Недоумевающе Аюми взглянула на него.

– Ты не призрак, это точно, потому что ты осязаема, как и все твои вещи.

Они оба засмущались, вспомнив недавний случай, когда Хидеки рылся в её вещах.

– Нет, я не о том.

Хидеки отошёл в свою комнату и вернулся с телефоном Аюми. Не успела она ничего сообразить, как он сделал её фото и протянул телефон ей.

– Что ты видишь.

– Себя.

– А сейчас.

Хидеки выключил телефон, и в нём отразилось удивлённое лицо Аюми

– Ты хочешь сказать…

– Ты такой же человек, как и я. Вот только у меня по-прежнему нет ни малейших догадок, как ты из Токио могла попасть в Осаку за минуту.

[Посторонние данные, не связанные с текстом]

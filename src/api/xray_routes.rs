//! X-Ray API endpoints

use std::sync::Arc;

use axum::{
    extract::{Path, State},
    http::StatusCode,
    response::Json,
    routing::get,
    Router,
};
use serde::{Deserialize, Serialize};

use crate::analyzer::PolicyAnalyzer;
use crate::metrics::MetricsSnapshot;
use crate::verdict::{validate_policy_id, Verdict};

#[derive(Clone)]
pub struct XrayState {
    analyzer: Arc<PolicyAnalyzer>,
}

impl XrayState {
    pub fn new(analyzer: Arc<PolicyAnalyzer>) -> Self {
        Self { analyzer }
    }
}

#[derive(Debug, Serialize, Deserialize)]
pub struct ErrorResponse {
    pub error: String,
}

#[derive(Debug, Serialize, Deserialize)]
pub struct HealthResponse {
    pub status: String,
    /// "live" with a provider credential, "fallback" without
    pub mode: String,
}

/// GET /xray/:policy_id and GET /api/xray/:policy_id
async fn analyze_policy(
    State(state): State<XrayState>,
    Path(policy_id): Path<String>,
) -> Result<Json<Verdict>, (StatusCode, Json<ErrorResponse>)> {
    validate_policy_id(&policy_id).map_err(|e| {
        (
            StatusCode::BAD_REQUEST,
            Json(ErrorResponse {
                error: e.to_string(),
            }),
        )
    })?;

    Ok(Json(state.analyzer.analyze(&policy_id).await))
}

/// GET /api/metrics
async fn metrics(State(state): State<XrayState>) -> Json<MetricsSnapshot> {
    Json(state.analyzer.metrics().snapshot())
}

/// GET /api/health
async fn health(State(state): State<XrayState>) -> Json<HealthResponse> {
    let mode = if state.analyzer.is_live() {
        "live"
    } else {
        "fallback"
    };
    Json(HealthResponse {
        status: "ok".to_string(),
        mode: mode.to_string(),
    })
}

/// Create router for X-Ray endpoints
pub fn create_xray_router(analyzer: Arc<PolicyAnalyzer>) -> Router {
    Router::new()
        .route("/xray/:policy_id", get(analyze_policy))
        .route("/api/xray/:policy_id", get(analyze_policy))
        .route("/api/metrics", get(metrics))
        .route("/api/health", get(health))
        .with_state(XrayState::new(analyzer))
}

#[cfg(test)]
mod tests {
    use super::*;
    use crate::cache::InMemoryVerdictStore;
    use crate::config::XrayConfig;
    use axum::body::{to_bytes, Body};
    use axum::http::Request;
    use tower::ServiceExt;

    fn fallback_router() -> Router {
        let analyzer = PolicyAnalyzer::from_config(
            &XrayConfig::default(),
            Arc::new(InMemoryVerdictStore::new()),
        )
        .unwrap();
        create_xray_router(Arc::new(analyzer))
    }

    async fn get_json(router: Router, uri: &str) -> (StatusCode, serde_json::Value) {
        let response = router
            .oneshot(Request::builder().uri(uri).body(Body::empty()).unwrap())
            .await
            .unwrap();
        let status = response.status();
        let bytes = to_bytes(response.into_body(), usize::MAX).await.unwrap();
        (status, serde_json::from_slice(&bytes).unwrap())
    }

    #[tokio::test]
    async fn test_analyze_returns_verdict_shape() {
        let policy_id = "a".repeat(56);
        let (status, body) = get_json(fallback_router(), &format!("/xray/{}", policy_id)).await;

        assert_eq!(status, StatusCode::OK);
        assert_eq!(body["policy_id"], policy_id.as_str());
        assert_eq!(body["type"], "Unknown");
        assert_eq!(body["risk_level"], "LOW");
        assert_eq!(body["risk_score"], 10);
        assert_eq!(body["cached"], false);
        assert!(body["timestamp"].is_string());
    }

    #[tokio::test]
    async fn test_invalid_policy_id_rejected() {
        let (status, body) = get_json(fallback_router(), "/api/xray/not-a-policy").await;
        assert_eq!(status, StatusCode::BAD_REQUEST);
        assert!(body["error"].as_str().unwrap().contains("Invalid policy id"));
    }

    #[tokio::test]
    async fn test_health_reports_fallback_mode() {
        let (status, body) = get_json(fallback_router(), "/api/health").await;
        assert_eq!(status, StatusCode::OK);
        assert_eq!(body["status"], "ok");
        assert_eq!(body["mode"], "fallback");
    }

    #[tokio::test]
    async fn test_metrics_endpoint() {
        let (status, body) = get_json(fallback_router(), "/api/metrics").await;
        assert_eq!(status, StatusCode::OK);
        assert_eq!(body["api_calls"], 0);
        assert_eq!(body["fallbacks"], 0);
    }
}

На улице стояла ужасная жара. Без малейшего ветерка, она казалась вышедшей на поверхность из растрескавшегося асфальта магмой или солнечной бурей, через ясное без облаков небо, сжигающей всё живое. Но, не смотря на погоду Аюми пошла прогуляться, захватив, однако, с собой бутылку воды. Как она сказала, её нужно проветриться и собраться с мыслями.

«Как там можно проветриться? При такой-то жаре!» – раздражённо подумал Хидеки.

Он остался дома, несмотря на то, что Аюми предложила ему пойти прогуляться с ней. Может он и не мог себе в этом признаться, но злился он сейчас из-за того, что вновь остался один дома. Старые привычки уговаривали его отказаться от контактов с обществом, а что-то новое, принесённое в эту квартиру извне, настойчиво требовало, чтобы он завёл себе друга, с которым мог бы поговорить. Но этого он не мог – не умел, как и не мог заткнуть этот новый голос. Поэтому он злой на всех остался дома и психовал, как ребёнок не желающий признавать правильного решения взрослого из вредности. Квартира раскалилась как турецкая баня. Единственное спасение было в том, чтобы залезть в воду и не вылезать. Поэтому изрядно запарившийся Хидеки, решив воспользоваться отсутствием Аюми, разделся, забросил свои вещи стираться и принял душ.